» **What you have to do**: From the line with "eine verschluesselte Sitzung." down to the final line of the material below, quote every line exactly and leave out all lines before it.
-------- Data extracts
//! # kryptochat-client
//!
//! Verbindet sich mit dem Relay, meldet sich unter einem Namen an und fuehrt
//! pro Gespraechspartner eine verschluesselte Sitzung.
//!
//! Die Empfangsschleife besitzt den `SessionManager` exklusiv und
//! verarbeitet ein Paket nach dem anderen. Anwendungen steuern den Client
//! ueber `ClientHandle` und lesen `ClientEreignis`-Werte aus einer Queue.

pub mod client;
pub mod error;

pub use client::{ChatClient, ClientEreignis, ClientHandle, ClientKonfig};
pub use error::{ClientError, ClientResult};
----------------
» **Exercise result**:
//! pro Gespraechspartner eine verschluesselte Sitzung.
//!
//! Die Empfangsschleife besitzt den `SessionManager` exklusiv und
//! verarbeitet ein Paket nach dem anderen. Anwendungen steuern den Client
//! ueber `ClientHandle` und lesen `ClientEreignis`-Werte aus einer Queue.

pub mod client;
pub mod error;

pub use client::{ChatClient, ClientEreignis, ClientHandle, ClientKonfig};
pub use error::{ClientError, ClientResult};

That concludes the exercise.